▶ **PROBLEM TO SOLVE**:
In the material below, transcribe every line from the first through the line holding "The body is", exactly, and stop after that line.

-=-=-

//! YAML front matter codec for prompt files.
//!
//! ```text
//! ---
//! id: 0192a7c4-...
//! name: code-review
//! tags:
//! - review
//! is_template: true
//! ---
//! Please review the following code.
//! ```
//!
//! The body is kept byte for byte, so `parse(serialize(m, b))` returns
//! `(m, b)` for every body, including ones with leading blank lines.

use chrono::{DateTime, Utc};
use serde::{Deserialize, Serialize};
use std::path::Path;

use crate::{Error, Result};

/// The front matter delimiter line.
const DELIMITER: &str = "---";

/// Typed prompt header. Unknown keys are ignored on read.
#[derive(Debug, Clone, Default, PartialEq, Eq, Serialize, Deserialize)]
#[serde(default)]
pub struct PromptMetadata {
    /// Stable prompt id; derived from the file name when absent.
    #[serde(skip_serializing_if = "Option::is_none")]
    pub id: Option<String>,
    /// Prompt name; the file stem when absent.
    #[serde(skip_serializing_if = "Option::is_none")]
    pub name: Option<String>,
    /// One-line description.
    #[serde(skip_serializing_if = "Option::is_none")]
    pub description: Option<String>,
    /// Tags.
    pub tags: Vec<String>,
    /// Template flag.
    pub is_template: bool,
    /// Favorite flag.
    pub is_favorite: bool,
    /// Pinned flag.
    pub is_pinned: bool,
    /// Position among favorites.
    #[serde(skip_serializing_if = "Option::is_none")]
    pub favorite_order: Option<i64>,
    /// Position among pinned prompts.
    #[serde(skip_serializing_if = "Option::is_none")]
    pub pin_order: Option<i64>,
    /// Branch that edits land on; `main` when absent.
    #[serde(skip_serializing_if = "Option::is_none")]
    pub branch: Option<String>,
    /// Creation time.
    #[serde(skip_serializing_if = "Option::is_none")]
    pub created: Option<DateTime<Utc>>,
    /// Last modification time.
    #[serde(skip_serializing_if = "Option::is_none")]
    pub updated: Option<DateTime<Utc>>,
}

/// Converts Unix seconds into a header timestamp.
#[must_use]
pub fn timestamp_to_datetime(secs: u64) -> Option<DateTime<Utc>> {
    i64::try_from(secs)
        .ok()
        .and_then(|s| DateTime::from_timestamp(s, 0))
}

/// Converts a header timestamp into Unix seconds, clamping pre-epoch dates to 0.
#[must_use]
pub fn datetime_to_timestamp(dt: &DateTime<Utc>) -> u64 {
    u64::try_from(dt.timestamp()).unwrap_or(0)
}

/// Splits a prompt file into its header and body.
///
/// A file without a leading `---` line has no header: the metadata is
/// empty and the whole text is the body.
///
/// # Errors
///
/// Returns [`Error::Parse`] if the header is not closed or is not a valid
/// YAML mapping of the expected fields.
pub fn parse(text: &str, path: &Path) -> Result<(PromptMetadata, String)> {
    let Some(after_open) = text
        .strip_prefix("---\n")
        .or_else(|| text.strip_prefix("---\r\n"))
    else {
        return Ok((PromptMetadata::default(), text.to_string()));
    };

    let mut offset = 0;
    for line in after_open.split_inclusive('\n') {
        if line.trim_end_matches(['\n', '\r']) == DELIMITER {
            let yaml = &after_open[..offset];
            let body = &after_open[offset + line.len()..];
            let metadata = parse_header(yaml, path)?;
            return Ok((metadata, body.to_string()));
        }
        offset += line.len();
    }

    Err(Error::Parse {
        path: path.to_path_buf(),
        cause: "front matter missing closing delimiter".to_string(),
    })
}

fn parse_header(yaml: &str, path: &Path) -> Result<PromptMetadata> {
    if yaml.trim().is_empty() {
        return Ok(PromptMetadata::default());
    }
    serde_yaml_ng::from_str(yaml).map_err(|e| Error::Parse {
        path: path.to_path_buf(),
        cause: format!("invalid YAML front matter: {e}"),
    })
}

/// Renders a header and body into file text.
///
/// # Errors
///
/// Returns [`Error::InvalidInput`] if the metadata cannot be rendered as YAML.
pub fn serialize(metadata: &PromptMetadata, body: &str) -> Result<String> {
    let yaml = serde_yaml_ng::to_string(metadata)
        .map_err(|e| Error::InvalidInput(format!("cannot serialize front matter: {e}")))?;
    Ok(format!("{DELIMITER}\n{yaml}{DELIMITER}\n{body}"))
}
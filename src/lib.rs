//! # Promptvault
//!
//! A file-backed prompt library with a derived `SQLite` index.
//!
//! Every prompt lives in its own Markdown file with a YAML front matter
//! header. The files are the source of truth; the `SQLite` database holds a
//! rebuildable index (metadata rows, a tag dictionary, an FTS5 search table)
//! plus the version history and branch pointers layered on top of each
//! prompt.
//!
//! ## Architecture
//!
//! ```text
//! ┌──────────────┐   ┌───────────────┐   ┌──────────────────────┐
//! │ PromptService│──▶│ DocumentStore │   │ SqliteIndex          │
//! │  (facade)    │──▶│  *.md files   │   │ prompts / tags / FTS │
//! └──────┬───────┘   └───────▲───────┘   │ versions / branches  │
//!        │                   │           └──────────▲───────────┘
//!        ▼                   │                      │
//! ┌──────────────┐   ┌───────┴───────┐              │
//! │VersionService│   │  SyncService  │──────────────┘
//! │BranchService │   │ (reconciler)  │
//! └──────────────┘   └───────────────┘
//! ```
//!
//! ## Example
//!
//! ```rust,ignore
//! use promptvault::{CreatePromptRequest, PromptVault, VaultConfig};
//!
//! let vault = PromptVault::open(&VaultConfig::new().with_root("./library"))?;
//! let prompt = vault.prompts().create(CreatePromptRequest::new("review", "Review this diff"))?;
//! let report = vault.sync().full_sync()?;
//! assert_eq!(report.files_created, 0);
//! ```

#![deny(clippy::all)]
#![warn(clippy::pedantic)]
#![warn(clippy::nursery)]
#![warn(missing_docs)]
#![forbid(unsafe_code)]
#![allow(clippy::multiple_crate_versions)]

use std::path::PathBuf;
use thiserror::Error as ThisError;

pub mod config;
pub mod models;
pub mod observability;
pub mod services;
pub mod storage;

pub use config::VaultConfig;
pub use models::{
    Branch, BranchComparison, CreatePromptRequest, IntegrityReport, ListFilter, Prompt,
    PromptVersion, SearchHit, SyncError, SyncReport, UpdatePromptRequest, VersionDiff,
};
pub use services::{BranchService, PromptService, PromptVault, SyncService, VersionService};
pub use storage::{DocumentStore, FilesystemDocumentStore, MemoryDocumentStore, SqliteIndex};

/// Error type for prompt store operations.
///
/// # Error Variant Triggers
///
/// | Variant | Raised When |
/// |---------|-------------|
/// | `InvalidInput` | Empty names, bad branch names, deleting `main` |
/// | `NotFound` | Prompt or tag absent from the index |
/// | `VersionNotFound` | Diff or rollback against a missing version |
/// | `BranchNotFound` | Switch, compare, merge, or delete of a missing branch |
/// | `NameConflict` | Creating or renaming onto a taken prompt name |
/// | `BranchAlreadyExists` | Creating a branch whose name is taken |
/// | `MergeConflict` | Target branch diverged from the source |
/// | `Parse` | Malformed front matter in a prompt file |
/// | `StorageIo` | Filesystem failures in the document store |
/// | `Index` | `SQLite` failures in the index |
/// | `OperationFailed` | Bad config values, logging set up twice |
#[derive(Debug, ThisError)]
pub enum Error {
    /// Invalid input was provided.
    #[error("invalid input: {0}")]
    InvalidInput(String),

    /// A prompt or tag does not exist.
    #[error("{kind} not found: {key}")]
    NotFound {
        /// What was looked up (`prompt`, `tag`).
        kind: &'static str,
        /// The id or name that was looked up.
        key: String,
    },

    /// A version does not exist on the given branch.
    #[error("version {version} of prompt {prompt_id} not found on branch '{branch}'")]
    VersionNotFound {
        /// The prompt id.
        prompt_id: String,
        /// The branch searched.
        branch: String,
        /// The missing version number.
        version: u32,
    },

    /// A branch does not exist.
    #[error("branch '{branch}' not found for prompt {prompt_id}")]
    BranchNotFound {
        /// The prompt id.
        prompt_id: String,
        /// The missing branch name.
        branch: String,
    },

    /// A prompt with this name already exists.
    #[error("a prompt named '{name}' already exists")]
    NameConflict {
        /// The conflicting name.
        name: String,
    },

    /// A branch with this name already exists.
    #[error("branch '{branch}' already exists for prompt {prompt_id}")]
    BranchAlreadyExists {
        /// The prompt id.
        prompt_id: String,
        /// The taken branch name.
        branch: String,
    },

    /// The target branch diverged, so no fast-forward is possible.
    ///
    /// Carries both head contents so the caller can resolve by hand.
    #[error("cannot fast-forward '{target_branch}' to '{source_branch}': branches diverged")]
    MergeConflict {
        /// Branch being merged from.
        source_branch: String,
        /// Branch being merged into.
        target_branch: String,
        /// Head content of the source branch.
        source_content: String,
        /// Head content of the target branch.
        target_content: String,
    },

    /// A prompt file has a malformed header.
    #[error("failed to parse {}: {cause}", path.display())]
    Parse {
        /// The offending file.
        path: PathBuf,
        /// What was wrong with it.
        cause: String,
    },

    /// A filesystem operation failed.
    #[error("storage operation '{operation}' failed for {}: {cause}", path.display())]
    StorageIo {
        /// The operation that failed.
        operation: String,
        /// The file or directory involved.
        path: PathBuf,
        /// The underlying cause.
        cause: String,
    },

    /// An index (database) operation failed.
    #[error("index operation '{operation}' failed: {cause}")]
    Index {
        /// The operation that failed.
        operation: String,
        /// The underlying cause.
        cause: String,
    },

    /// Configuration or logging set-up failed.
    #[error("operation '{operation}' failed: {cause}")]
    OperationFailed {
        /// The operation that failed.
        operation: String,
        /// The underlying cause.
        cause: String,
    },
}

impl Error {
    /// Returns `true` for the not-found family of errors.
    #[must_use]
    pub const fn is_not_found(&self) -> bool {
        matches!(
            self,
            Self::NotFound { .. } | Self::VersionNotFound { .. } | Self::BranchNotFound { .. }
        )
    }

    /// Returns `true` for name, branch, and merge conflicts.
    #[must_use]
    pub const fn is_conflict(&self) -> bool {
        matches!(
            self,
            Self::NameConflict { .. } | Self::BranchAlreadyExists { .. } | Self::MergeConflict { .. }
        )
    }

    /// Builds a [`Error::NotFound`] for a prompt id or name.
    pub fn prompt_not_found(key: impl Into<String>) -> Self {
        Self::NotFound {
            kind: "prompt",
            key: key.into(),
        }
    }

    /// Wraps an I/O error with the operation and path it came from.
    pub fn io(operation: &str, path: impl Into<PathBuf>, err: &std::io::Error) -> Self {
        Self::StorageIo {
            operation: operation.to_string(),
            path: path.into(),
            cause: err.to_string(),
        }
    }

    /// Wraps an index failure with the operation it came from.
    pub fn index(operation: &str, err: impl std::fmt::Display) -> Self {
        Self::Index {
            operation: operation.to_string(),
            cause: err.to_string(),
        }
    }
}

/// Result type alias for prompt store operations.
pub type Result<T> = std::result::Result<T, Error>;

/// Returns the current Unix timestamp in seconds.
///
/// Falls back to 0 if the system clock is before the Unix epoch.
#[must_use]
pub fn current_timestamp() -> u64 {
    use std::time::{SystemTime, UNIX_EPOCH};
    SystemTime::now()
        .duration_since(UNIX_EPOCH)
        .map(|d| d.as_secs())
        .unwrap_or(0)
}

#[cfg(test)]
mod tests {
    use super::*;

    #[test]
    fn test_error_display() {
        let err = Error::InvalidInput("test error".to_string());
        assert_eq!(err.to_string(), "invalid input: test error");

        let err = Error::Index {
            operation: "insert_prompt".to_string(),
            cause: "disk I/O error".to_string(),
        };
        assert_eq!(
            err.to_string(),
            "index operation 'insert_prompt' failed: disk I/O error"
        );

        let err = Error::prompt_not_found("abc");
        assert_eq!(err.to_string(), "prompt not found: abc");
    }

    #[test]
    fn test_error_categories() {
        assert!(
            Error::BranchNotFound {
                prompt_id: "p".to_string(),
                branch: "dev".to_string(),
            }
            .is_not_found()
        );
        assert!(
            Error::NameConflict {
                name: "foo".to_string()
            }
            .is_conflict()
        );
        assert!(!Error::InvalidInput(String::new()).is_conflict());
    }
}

-=-=-

▶ **ANSWER TO THE PROBLEM**:
//! YAML front matter codec for prompt files.
//!
//! ```text
//! ---
//! id: 0192a7c4-...
//! name: code-review
//! tags:
//! - review
//! is_template: true
//! ---
//! Please review the following code.
//! ```
//!
//! The body is kept byte for byte, so `parse(serialize(m, b))` returns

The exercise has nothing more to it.